Supporting your Mental Health during the COVID-19 Crisis

Everyone around us is responding to the current state of uncertainty in different ways and to varying degrees.  The outbreak of the Coronavirus disease 2019 (COVID-19) can be stressful and it can be difficult to cope with stress, anxiety, changes in routine and feelings of isolation.

The disruptions to daily life are being felt by many, children are home from school, time is spent working from home, places of worship have closed, and the supportive social gatherings that filled our free time are now off limits.

People respond to stressful situations in many different ways, so it’s important to realize that what might work for you may not work for someone else. But taking steps to take care of yourself and your family can help to manage the increased feelings of instability.

Things you can do to support yourself during the COVID-19 Crisis:

(National Institute of Mental Health)

Take breaks from the news.
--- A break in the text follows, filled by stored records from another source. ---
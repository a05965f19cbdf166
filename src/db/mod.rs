pub mod models;
pub mod repository;

use r2d2::Pool;
use r2d2_sqlite::SqliteConnectionManager;
use rusqlite::params;
use std::time::Duration;

use crate::config::DatabaseConfig;
use crate::state::DbPool;

pub use repository::{ForumRepository, SqliteForumRepository, StoreError};

pub const MIGRATIONS: &[(&str, &str)] = &[(
    "001_initial",
    include_str!("../../migrations/001_initial.sql"),
)];

pub fn create_pool(config: &DatabaseConfig) -> anyhow::Result<DbPool> {
    // Ensure parent directory exists
    if let Some(parent) = config.path.parent() {
        if !parent.as_os_str().is_empty() {
            std::fs::create_dir_all(parent)?;
        }
    }

    // foreign_keys and busy_timeout are per-connection, so every pooled
    // connection gets them on open.
    let busy_timeout = Duration::from_millis(config.busy_timeout_ms);
    let manager = SqliteConnectionManager::file(&config.path).with_init(move |conn| {
        conn.busy_timeout(busy_timeout)?;
        conn.execute_batch(
            "
            PRAGMA synchronous = NORMAL;
            PRAGMA foreign_keys = ON;
            ",
        )
    });
    let pool = Pool::builder().max_size(config.pool_size).build(manager)?;

    let conn = pool.get()?;
    conn.execute_batch("PRAGMA journal_mode = WAL;")?;

    tracing::info!("Opened database {}", config.path.display());
    Ok(pool)
}

pub fn run_migrations(pool: &DbPool) -> anyhow::Result<()> {
    let conn = pool.get()?;

    // Create migrations tracking table
    conn.execute_batch(
        "CREATE TABLE IF NOT EXISTS schema_version (
            name TEXT PRIMARY KEY,
            applied_at TEXT NOT NULL DEFAULT (datetime('now'))
        );",
    )?;

    for (name, sql) in MIGRATIONS {
        let already_applied: bool = conn.query_row(
            "SELECT COUNT(*) > 0 FROM schema_version WHERE name = ?1",
            params![name],
            |row| row.get(0),
        )?;

        if !already_applied {
            tracing::info!("Applying migration: {}", name);
            conn.execute_batch(sql)?;
            conn.execute(
                "INSERT INTO schema_version (name) VALUES (?1)",
                params![name],
            )?;
        }
    }

    tracing::info!("Database migrations complete");
    Ok(())
}

#[cfg(test)]
mod tests {
    use super::*;

    fn test_config(dir: &tempfile::TempDir) -> DatabaseConfig {
        DatabaseConfig {
            path: dir.path().join("forum.db"),
            ..DatabaseConfig::default()
        }
    }

    #[test]
    fn create_pool_creates_db_file() {
        let tmp = tempfile::tempdir().unwrap();
        let config = DatabaseConfig {
            path: tmp.path().join("sub/dir/test.db"),
            ..DatabaseConfig::default()
        };
        let pool = create_pool(&config).unwrap();
        assert!(config.path.exists());

        let conn = pool.get().unwrap();
        let mode: String = conn
            .query_row("PRAGMA journal_mode", [], |row| row.get(0))
            .unwrap();
        assert_eq!(mode, "wal");
    }

    #[test]
    fn every_connection_enforces_foreign_keys() {
        let tmp = tempfile::tempdir().unwrap();
        let pool = create_pool(&test_config(&tmp)).unwrap();

        let first = pool.get().unwrap();
        let second = pool.get().unwrap();
        for conn in [&first, &second] {
            let enabled: bool = conn
                .query_row("PRAGMA foreign_keys", [], |row| row.get(0))
                .unwrap();
            assert!(enabled);
        }
    }

    #[test]
    fn migrations_run_successfully() {
        let tmp = tempfile::tempdir().unwrap();
        let pool = create_pool(&test_config(&tmp)).unwrap();
        run_migrations(&pool).unwrap();

        let conn = pool.get().unwrap();
        let tables: Vec<String> = {
            let mut stmt = conn
                .prepare("SELECT name FROM sqlite_master WHERE type='table' ORDER BY name")
                .unwrap();
            stmt.query_map([], |row| row.get(0))
                .unwrap()
                .filter_map(|r| r.ok())
                .collect()
        };
        for table in ["users", "topics", "threads", "posts", "schema_version"] {
            assert!(tables.contains(&table.to_string()), "missing {}", table);
        }
    }

    #[test]
    fn migrations_are_idempotent() {
        let tmp = tempfile::tempdir().unwrap();
        let pool = create_pool(&test_config(&tmp)).unwrap();
        run_migrations(&pool).unwrap();
        run_migrations(&pool).unwrap();

        let conn = pool.get().unwrap();
        let count: i64 = conn
            .query_row("SELECT COUNT(*) FROM schema_version", [], |row| row.get(0))
            .unwrap();
        assert_eq!(count, MIGRATIONS.len() as i64);
    }

    #[test]
    fn user_names_are_unique() {
        let tmp = tempfile::tempdir().unwrap();
        let pool = create_pool(&test_config(&tmp)).unwrap();
        run_migrations(&pool).unwrap();

        let conn = pool.get().unwrap();
        conn.execute(
            "INSERT INTO users (joined_at, name) VALUES (datetime('now'), 'alice')",
            [],
        )
        .unwrap();
        let duplicate = conn.execute(
            "INSERT INTO users (joined_at, name) VALUES (datetime('now'), 'alice')",
            [],
        );
        assert!(duplicate.is_err());
    }

    #[test]
    fn foreign_keys_enforced() {
        let tmp = tempfile::tempdir().unwrap();
        let pool = create_pool(&test_config(&tmp)).unwrap();
        run_migrations(&pool).unwrap();

        let conn = pool.get().unwrap();
        let result = conn.execute(
            "INSERT INTO topics (created_by_id, name) VALUES (?1, ?2)",
            params![42, "orphan"],
        );
        assert!(result.is_err());
    }
}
Give yourself time and space to think about and focus on other things.

Take care of your body. Take deep breaths, stretch, meditate. Eat regular meals; get some physical activity; get a full night’s sleep; avoid alcohol.
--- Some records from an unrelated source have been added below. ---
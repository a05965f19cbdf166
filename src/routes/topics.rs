use axum::extract::State;
use axum::http::{HeaderMap, Uri};
use axum::Form;
use serde::Deserialize;

use crate::auth::current_user;
use crate::db::models::Topic;
use crate::error::{require_text, AppResult};
use crate::routes::path_id;
use crate::state::AppState;
use crate::views::{Html, NewTopicTemplate, ThreadsTemplate, TopicsTemplate};

#[derive(Deserialize)]
pub struct AddTopicForm {
    #[serde(default)]
    pub name: String,
}

/// GET /topics
pub async fn topics_page(State(state): State<AppState>) -> AppResult<Html<TopicsTemplate>> {
    let topics = state.store.query_topics().await?;
    Ok(Html(TopicsTemplate { topics }))
}

/// GET /topics/{id}: one topic and its threads, newest first
pub async fn one_topic_page(
    State(state): State<AppState>,
    uri: Uri,
) -> AppResult<Html<ThreadsTemplate>> {
    let topic_id = path_id(uri.path())?;

    let topic = state.store.get_topic_by_id(topic_id).await?;
    let threads = state.store.query_threads_by_topic_id(topic.id).await?;

    Ok(Html(ThreadsTemplate { topic, threads }))
}

/// POST /add-topic
pub async fn add_topic(
    State(state): State<AppState>,
    headers: HeaderMap,
    Form(form): Form<AddTopicForm>,
) -> AppResult<Html<NewTopicTemplate>> {
    let name = require_text(&form.name, "New topic name cannot be blank.")?;

    let user = current_user(&state, &headers).await?;
    let topic = state.store.create_topic(Topic::new(user.id, name)).await?;
    tracing::info!("User {} created topic {} ({:?})", user.id, topic.id, topic.name);

    Ok(Html(NewTopicTemplate { topic }))
}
Make time to unwind. Concentrate on a hobby or take up a new hobby.

Connect with others. Talk with people you trust about concerns on how you are feeling.
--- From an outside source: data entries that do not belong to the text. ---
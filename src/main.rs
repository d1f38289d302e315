mod catalog;
mod error;
mod fetch;
mod reconcile;
mod settings;
mod store;

use std::path::{Path, PathBuf};
use std::time::Instant;

use anyhow::Context;
use clap::{Parser, Subcommand};
use indexmap::IndexMap;
use serde_json::Value;

use fetch::{CollectionDump, FetchOptions};
use settings::Settings;

const VEHICLES_FILE: &str = "liste_affectation/exide-vehicles.json";
const VEHICLES_BY_BRAND_FILE: &str = "liste_affectation/exide-vehicles-by-brand.json";

#[derive(Parser)]
#[command(name = "exide_catalog", about = "Exide battery catalog reconciliation against the CMS")]
struct Cli {
    #[command(subcommand)]
    command: Commands,
}

#[derive(Subcommand)]
enum Commands {
    /// Build battery products from the vendor vehicle list
    Transform {
        /// Vendor vehicle list ({"vehicles": [...]})
        #[arg(short, long, default_value = VEHICLES_FILE)]
        input: PathBuf,
        /// Output file (default: <data_dir>/exide-battery-products.json)
        #[arg(short, long)]
        output: Option<PathBuf>,
    },
    /// Regroup the vendor vehicle list as brand -> cleaned model names
    ByBrand {
        #[arg(short, long, default_value = VEHICLES_FILE)]
        input: PathBuf,
        #[arg(short, long, default_value = VEHICLES_BY_BRAND_FILE)]
        output: PathBuf,
    },
    /// Extract the sorted vendor brand list from the by-brand file
    Brands {
        #[arg(short, long, default_value = VEHICLES_BY_BRAND_FILE)]
        input: PathBuf,
        /// Output file (default: <data_dir>/exide-brands.json)
        #[arg(short, long)]
        output: Option<PathBuf>,
    },
    /// Download every page of a CMS collection (e.g. brands, models)
    Fetch {
        collection: String,
        /// Keep only items without a brand relation
        #[arg(long)]
        without_brand: bool,
        /// Output file (default: <data_dir>/<collection>.json)
        #[arg(short, long)]
        output: Option<PathBuf>,
    },
    /// Vendor brands that the CMS does not have yet
    MissingBrands {
        /// Fetched CMS brands (default: <data_dir>/brands.json)
        #[arg(long)]
        api: Option<PathBuf>,
        /// Vendor brand list (default: <data_dir>/exide-brands.json)
        #[arg(long)]
        vendor: Option<PathBuf>,
        #[arg(short, long)]
        output: Option<PathBuf>,
    },
    /// Union of CMS and vendor brands with overlap counts
    MergeBrands {
        /// Fetched CMS brands (default: <data_dir>/brands.json)
        #[arg(long)]
        api: Option<PathBuf>,
        /// Vendor brand list (default: <data_dir>/exide-brands.json)
        #[arg(long)]
        vendor: Option<PathBuf>,
        #[arg(short, long)]
        output: Option<PathBuf>,
    },
    /// Vendor models, per brand, that the CMS does not have yet
    MissingModels {
        #[arg(long, default_value = VEHICLES_BY_BRAND_FILE)]
        vendor: PathBuf,
        /// Fetched CMS models (default: <data_dir>/models.json)
        #[arg(long)]
        api: Option<PathBuf>,
        #[arg(short, long)]
        output: Option<PathBuf>,
    },
}

#[tokio::main]
async fn main() -> anyhow::Result<()> {
    tracing_subscriber::fmt()
        .with_env_filter(
            tracing_subscriber::EnvFilter::try_from_default_env()
                .unwrap_or_else(|_| "info".into()),
        )
        .init();

    let t0 = Instant::now();
    let cli = Cli::parse();
    let settings = Settings::load().context("Failed to load STRAPI_* settings")?;

    let result = match cli.command {
        Commands::Transform { input, output } => {
            let output = output.unwrap_or_else(|| settings.data_file("exide-battery-products.json"));
            run_transform(&input, &output)
        }
        Commands::ByBrand { input, output } => {
            let vehicles = store::load_vehicles(&input)?;
            let by_brand = reconcile::models_by_brand(&vehicles);
            let models: usize = by_brand.values().map(|m| m.len()).sum();
            store::write_json(&output, &by_brand)?;
            println!(
                "Organized {} vehicles into {} brands ({} unique models) -> {}",
                vehicles.len(),
                by_brand.len(),
                models,
                output.display()
            );
            Ok(())
        }
        Commands::Brands { input, output } => {
            let output = output.unwrap_or_else(|| settings.data_file("exide-brands.json"));
            let by_brand: IndexMap<String, Value> = store::read_json(&input)?;
            let source = input
                .file_name()
                .map(|n| n.to_string_lossy().into_owned())
                .unwrap_or_default();
            let list = reconcile::vendor_brand_list(&by_brand, &source);
            store::write_json(&output, &list)?;
            println!("Extracted {} brands -> {}", list.meta.total, output.display());
            print_sample("First brands", &list.data, 10);
            Ok(())
        }
        Commands::Fetch { collection, without_brand, output } => {
            run_fetch(&settings, &collection, without_brand, output).await
        }
        Commands::MissingBrands { api, vendor, output } => {
            let api = api.unwrap_or_else(|| settings.data_file("brands.json"));
            let vendor = vendor.unwrap_or_else(|| settings.data_file("exide-brands.json"));
            let output = output.unwrap_or_else(|| settings.data_file("missing-brands.json"));

            let api_doc: CollectionDump = store::read_json(&api)?;
            let vendor_doc: CollectionDump = store::read_json(&vendor)?;
            let missing = reconcile::missing_brands(&api_doc.data, &vendor_doc.data);
            store::write_json(&output, &missing)?;

            println!("Brands in Strapi database: {}", missing.meta.total_in_strapi);
            println!("Brands in Exide data:      {}", missing.meta.total_in_exide);
            println!("Missing from Strapi:       {} -> {}", missing.meta.total, output.display());
            print_sample("Missing brands", &missing.data, 20);
            Ok(())
        }
        Commands::MergeBrands { api, vendor, output } => {
            let api = api.unwrap_or_else(|| settings.data_file("brands.json"));
            let vendor = vendor.unwrap_or_else(|| settings.data_file("exide-brands.json"));
            let output = output.unwrap_or_else(|| settings.data_file("all-brands-unique.json"));

            let api_doc: CollectionDump = store::read_json(&api)?;
            let vendor_doc: CollectionDump = store::read_json(&vendor)?;
            let merged = reconcile::merge_brands(&api_doc.data, &vendor_doc.data);
            store::write_json(&output, &merged)?;

            println!("Brands from API:   {}", merged.meta.from_api);
            println!("Brands from Exide: {}", merged.meta.from_exide);
            println!(
                "Common: {}, only in API: {}, only in Exide: {}",
                merged.meta.common, merged.meta.only_in_api, merged.meta.only_in_exide
            );
            println!("Total unique brands: {} -> {}", merged.meta.total, output.display());
            print_sample("First brands", &merged.data, 10);
            Ok(())
        }
        Commands::MissingModels { vendor, api, output } => {
            let api = api.unwrap_or_else(|| settings.data_file("models.json"));
            let output = output.unwrap_or_else(|| settings.data_file("missing-models-by-brand.json"));

            let vendor_doc: IndexMap<String, Value> = store::read_json(&vendor)?;
            let api_doc: CollectionDump = store::read_json(&api)?;
            let known = reconcile::KnownModels::from_items(&api_doc.data);
            let (names, slugs) = known.counts();
            println!("Strapi models: {} names, {} slugs", names, slugs);

            let missing = reconcile::missing_models(&vendor_doc, &known);
            store::write_json(&output, &missing)?;
            let total: usize = missing.values().map(|m| m.len()).sum();
            println!(
                "Found {} missing models across {} brands -> {}",
                total,
                missing.len(),
                output.display()
            );
            for (brand, models) in missing.iter().take(10) {
                let examples = models.iter().take(3).cloned().collect::<Vec<_>>().join(", ");
                println!("  {}: {} missing (e.g. {})", brand, models.len(), examples);
            }
            Ok(())
        }
    };

    let elapsed = t0.elapsed();
    if elapsed.as_secs() >= 1 {
        println!("\nDone in {}", format_duration(elapsed));
    }

    result
}

fn run_transform(input: &Path, output: &Path) -> anyhow::Result<()> {
    let vehicles = store::load_vehicles(input)?;
    println!("Found {} vehicles to process", vehicles.len());

    let catalog = catalog::build_products(&vehicles);
    store::write_json(output, &catalog.products)?;
    catalog.stats.print();
    println!("Saved {} battery products -> {}", catalog.products.len(), output.display());

    if let Some(first) = catalog.products.first() {
        println!("\nFirst product example:");
        println!("  Brand: {} ({})", first.brand, first.brand_slug);
        println!("  Model: {} ({})", first.model, first.model_slug);
        println!("  Motorisations: {}", first.motorisations.len());
    }
    Ok(())
}

async fn run_fetch(
    settings: &Settings,
    collection: &str,
    without_brand: bool,
    output: Option<PathBuf>,
) -> anyhow::Result<()> {
    let opts = FetchOptions {
        collection,
        populate: without_brand.then_some("brand"),
    };
    let default_name = if without_brand {
        format!("{}-without-brand.json", collection)
    } else {
        format!("{}.json", collection)
    };
    let output = output.unwrap_or_else(|| settings.data_file(&default_name));

    println!("Fetching {} from {}...", collection, settings.url);
    let mut items = fetch::fetch_all(settings, &opts).await?;
    if without_brand {
        items.retain(fetch::lacks_brand);
    }

    let mut dump = CollectionDump::new(items);
    if without_brand {
        dump = dump.with_description(&fetch::without_brand_description(collection));
    }
    store::write_json(&output, &dump)?;
    println!("Saved {} {} -> {}", dump.meta.total, collection, output.display());
    Ok(())
}

fn print_sample(title: &str, names: &[String], max: usize) {
    if names.is_empty() {
        return;
    }
    println!("\n{}:", title);
    for (i, name) in names.iter().take(max).enumerate() {
        println!("  {}. {}", i + 1, name);
    }
    if names.len() > max {
        println!("  ... and {} more", names.len() - max);
    }
}

fn format_duration(d: std::time::Duration) -> String {
    let secs = d.as_secs();
    if secs < 60 {
        format!("{:.1}s", d.as_secs_f64())
    } else if secs < 3600 {
        format!("{}m {}s", secs / 60, secs % 60)
    } else {
        format!("{}h {}m {}s", secs / 3600, (secs % 3600) / 60, secs % 60)
    }
}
Set goals and priorities. Decide what must get done today and what can wait. Be okay if priorities shift as changes in schedules and routines occur. Recognize what you have accomplished at the end of the day.

Focus on the facts. Sharing the facts about COVID-19 and understanding the actual risk to yourself and people you care about can make the outbreak less stressful.

As a caregiver (parent, grandparent, other family relative, nurse, behavioral health supporter, neighbor) remember the three R’s while working with others. Reassure that they are safe, maintain a Routine, and Regulate yourself so you can co-regulate others.  You can’t give what you don’t have yourself. (Dr. Heather Forkey, Associate Professor of Pediatrics at the University of Mass Medical School and pediatrician at UMass Memorial Medical Center)

Resources for those in distress:

In an emergency: Call 911

Maine CRISIS Hotline: 1-888-568-1112

Maine Online Resources: 211 Maine

NAMI Maine: NAMI Family Education Classes being offered via Zoom, FMI and to register visit

G.E.A.R Parent Network: 1-800-264-9224

Substance Abuse and Mental Health Services Administration (SAMHSA) Disaster Distress Helpline:  Call 1-800-985-5990 (TTY 1-800-846-8517).  Text TalkWithUs to 66746

It is important to remember that social distancing does not have to mean social isolation.  Today, modern technologies are available to many of us.  Continue to connect with loved ones and friends through high tech means or through a simple phone call.  These continued connections will help to maintain ties during the stressful days ahead and will give you strength to withstand this difficult time.

COVID-19 is going to end, we just don’t know when.  Increase optimism and courage by remembering, at least once a day, what are the things you can be grateful for today?